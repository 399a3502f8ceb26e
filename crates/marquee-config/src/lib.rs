//! # Marquee Config
//!
//! Configuration types for the Marquee admin API, loaded from environment
//! variables:
//!
//! - [`server`]: listen address
//! - [`session`]: session cookie and signing configuration
//! - [`access`]: protected admin namespace and unlisted-path policy
//! - [`cors`]: CORS (Cross-Origin Resource Sharing) configuration
//! - [`observability`]: log level, log directory and metrics switch
//!
//! Everything is read once at startup into an [`AppConfig`], which is then
//! shared read-only for the life of the process.
//!
//! # Example
//!
//! ```ignore
//! use marquee_config::AppConfig;
//!
//! dotenvy::dotenv().ok();
//! let config = AppConfig::from_env();
//! println!("session ttl: {}s", config.session.ttl_seconds);
//! ```

pub mod access;
pub mod cors;
pub mod observability;
pub mod server;
pub mod session;

use std::env;
use std::path::PathBuf;

pub use access::{AccessConfig, UnlistedPathPolicy};
pub use cors::CorsConfig;
pub use observability::ObservabilityConfig;
pub use server::ServerConfig;
pub use session::SessionConfig;

/// Complete process configuration.
#[derive(Clone, Debug)]
pub struct AppConfig {
    pub server: ServerConfig,
    pub session: SessionConfig,
    pub access: AccessConfig,
    pub cors: CorsConfig,
    pub observability: ObservabilityConfig,
    /// JSON file holding the admin accounts allowed to log in.
    pub accounts_file: Option<PathBuf>,
}

impl AppConfig {
    pub fn from_env() -> Self {
        Self {
            server: ServerConfig::from_env(),
            session: SessionConfig::from_env(),
            access: AccessConfig::from_env(),
            cors: CorsConfig::from_env(),
            observability: ObservabilityConfig::from_env(),
            accounts_file: env::var("ADMIN_ACCOUNTS_FILE")
                .ok()
                .filter(|s| !s.trim().is_empty())
                .map(PathBuf::from),
        }
    }
}

/// Reads an environment-style boolean (`true/false`, `1/0`, `yes/no`, `on/off`).
pub(crate) fn parse_bool(value: &str) -> Option<bool> {
    match value.trim().to_ascii_lowercase().as_str() {
        "true" | "1" | "yes" | "on" => Some(true),
        "false" | "0" | "no" | "off" => Some(false),
        _ => None,
    }
}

▶ **What you are asked to do**: Having looked over the entries above, reproduce all of them exactly.

▶ **Output of the exercise**:
repository 399a3502f8ceb26e
filename crates/marquee-config/src/lib.rs
//! # Marquee Config
//!
//! Configuration types for the Marquee admin API, loaded from environment
//! variables:
//!
//! - [`server`]: listen address
//! - [`session`]: session cookie and signing configuration
//! - [`access`]: protected admin namespace and unlisted-path policy
//! - [`cors`]: CORS (Cross-Origin Resource Sharing) configuration
//! - [`observability`]: log level, log directory and metrics switch
//!
//! Everything is read once at startup into an [`AppConfig`], which is then
//! shared read-only for the life of the process.
//!
//! # Example
//!
//! ```ignore
//! use marquee_config::AppConfig;
//!
//! dotenvy::dotenv().ok();
//! let config = AppConfig::from_env();
//! println!("session ttl: {}s", config.session.ttl_seconds);
//! ```

pub mod access;
pub mod cors;
pub mod observability;
pub mod server;
pub mod session;

use std::env;
use std::path::PathBuf;

pub use access::{AccessConfig, UnlistedPathPolicy};
pub use cors::CorsConfig;
pub use observability::ObservabilityConfig;
pub use server::ServerConfig;
pub use session::SessionConfig;

/// Complete process configuration.
#[derive(Clone, Debug)]
pub struct AppConfig {
    pub server: ServerConfig,
    pub session: SessionConfig,
    pub access: AccessConfig,
    pub cors: CorsConfig,
    pub observability: ObservabilityConfig,
    /// JSON file holding the admin accounts allowed to log in.
    pub accounts_file: Option<PathBuf>,
}

impl AppConfig {
    pub fn from_env() -> Self {
        Self {
            server: ServerConfig::from_env(),
            session: SessionConfig::from_env(),
            access: AccessConfig::from_env(),
            cors: CorsConfig::from_env(),
            observability: ObservabilityConfig::from_env(),
            accounts_file: env::var("ADMIN_ACCOUNTS_FILE")
                .ok()
                .filter(|s| !s.trim().is_empty())
                .map(PathBuf::from),
        }
    }
}

/// Reads an environment-style boolean (`true/false`, `1/0`, `yes/no`, `on/off`).
pub(crate) fn parse_bool(value: &str) -> Option<bool> {
    match value.trim().to_ascii_lowercase().as_str() {
        "true" | "1" | "yes" | "on" => Some(true),
        "false" | "0" | "no" | "off" => Some(false),
        _ => None,
    }
}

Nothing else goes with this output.